Longitudinal dynamics of the human B cell response to the yellow fever 17D vaccine
Anna Z. Wec, Denise Haslwanter, Yasmina Abdiche, Laila Shehata, Núria Pedreño-López, Crystal L. Moyer, Zachary A. Bornholdt, Asparouh Lilov, Juergen H. Nett, Rohit K. Jangra, Michael E. Brown, David I. Watkins, Clas Ahlm, Mattias N.E. Forsell, F.A. Rey, Giovanna Barba–Spaeth, Kartik Chandran, Laura M. Walker
Abstract
A comprehensive understanding of the development and evolution of human B cell responses induced by pathogen exposure will facilitate the design of next-generation vaccines. Here, we utilized a high-throughput single B cell cloning technology to longitudinally track the human B cell response to the yellow fever virus 17D (YFV-17D) vaccine. The early memory B cell (MBC) response was mediated by both classical immunoglobulin M (IgM) (IgM + CD27 + ) and switched immunoglobulin (swIg + ) MBC populations; however, classical IgM MBCs waned rapidly, whereas swIg + and atypical IgM + and IgD + MBCs were stable over time.

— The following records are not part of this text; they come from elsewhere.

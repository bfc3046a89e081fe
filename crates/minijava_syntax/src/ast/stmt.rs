use crate::ast::expr::{Expr, Span};
use crate::ast::types::Type;

// 主类: class Main { public static void main(String[] args) { ... } }
#[derive(Debug, Clone, PartialEq, Eq)]
pub struct MainClass {
    pub span: Span,
    pub name: String,
    pub args_name: String,
    pub body: Stmt, // 恰好一条语句
}

// 普通类: class B extends A { ... }
#[derive(Debug, Clone, PartialEq, Eq)]
pub struct ClassDecl {
    pub span: Span,
    pub name: String,
    pub superclass: Option<String>, // 只保留名字，继承关系由语义分析解析
    pub fields: Vec<VarDecl>,
    pub methods: Vec<MethodDecl>,
}

// 方法: public int f(int n) { locals; stmts; return e; }
#[derive(Debug, Clone, PartialEq, Eq)]
pub struct MethodDecl {
    pub span: Span,
    pub name: String,
    pub return_type: Type,
    pub params: Vec<Param>,
    pub locals: Vec<VarDecl>,
    pub body: Vec<Stmt>,
    pub result: MethodResult,
}

#[derive(Debug, Clone, PartialEq, Eq)]
pub struct Param {
    pub span: Span,
    pub name: String,
    pub ty: Type,
}

// 字段与局部变量: int x;
#[derive(Debug, Clone, PartialEq, Eq)]
pub struct VarDecl {
    pub span: Span,
    pub name: String,
    pub ty: Type,
}

// 方法末尾的结果：return 或 recur
#[derive(Debug, Clone, PartialEq, Eq)]
pub enum MethodResult {
    Return { span: Span, value: Expr },
    Recur(Recur),
}

impl MethodResult {
    pub fn span(&self) -> &Span {
        match self {
            Self::Return { span, .. } => span,
            Self::Recur(recur) => &recur.span,
        }
    }
}

// 尾递归语法糖: recur (cond) ? (a, b) : fallback;
// 条件为真时以 args 重新绑定参数并从头执行方法体，否则 fallback 即结果
#[derive(Debug, Clone, PartialEq, Eq)]
pub struct Recur {
    pub span: Span,
    pub condition: Expr,
    pub args: Vec<Expr>,
    pub fallback: Expr,
}

// 语句：出现在方法体内部
#[derive(Debug, Clone, PartialEq, Eq)]
pub enum Stmt {
    // 块: { ... }
    Block { span: Span, statements: Vec<Stmt> },

    // 控制流: if (expr) stmt else stmt，两个分支都必须存在
    If {
        span: Span,
        condition: Expr,
        then_branch: Box<Stmt>,
        else_branch: Box<Stmt>,
    },

    // 循环: while (expr) stmt
    While {
        span: Span,
        condition: Expr,
        body: Box<Stmt>,
    },

    // 打印: System.out.println(expr);
    Print { span: Span, value: Expr },

    // 赋值: x = expr;
    Assign {
        span: Span,
        name: String,
        value: Expr,
    },

    // 数组元素赋值: a[i] = expr;
    ArrayAssign {
        span: Span,
        name: String,
        index: Expr,
        value: Expr,
    },

    // 尾递归 (只应出现在方法结果的位置)
    Recur(Recur),

    // 错误占位符 (被跳过的 token 区间)
    Error { span: Span },
}

impl Stmt {
    pub fn span(&self) -> &Span {
        match self {
            Self::Block { span, .. }
            | Self::If { span, .. }
            | Self::While { span, .. }
            | Self::Print { span, .. }
            | Self::Assign { span, .. }
            | Self::ArrayAssign { span, .. }
            | Self::Error { span } => span,
            Self::Recur(recur) => &recur.span,
        }
    }
}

Affinity maturation continued for 6 to 9 mo following vaccination, providing evidence for the persistence of germinal center activity long after the period of active viral replication in peripheral blood. Finally, a substantial fraction of the neutralizing antibody response was mediated by public clones that recognize a fusion loop-proximal antigenic site within domain II of the viral envelope glycoprotein. Overall, our findings provide a framework for understanding the dynamics and complexity of human B cell responses elicited by infection and vaccination.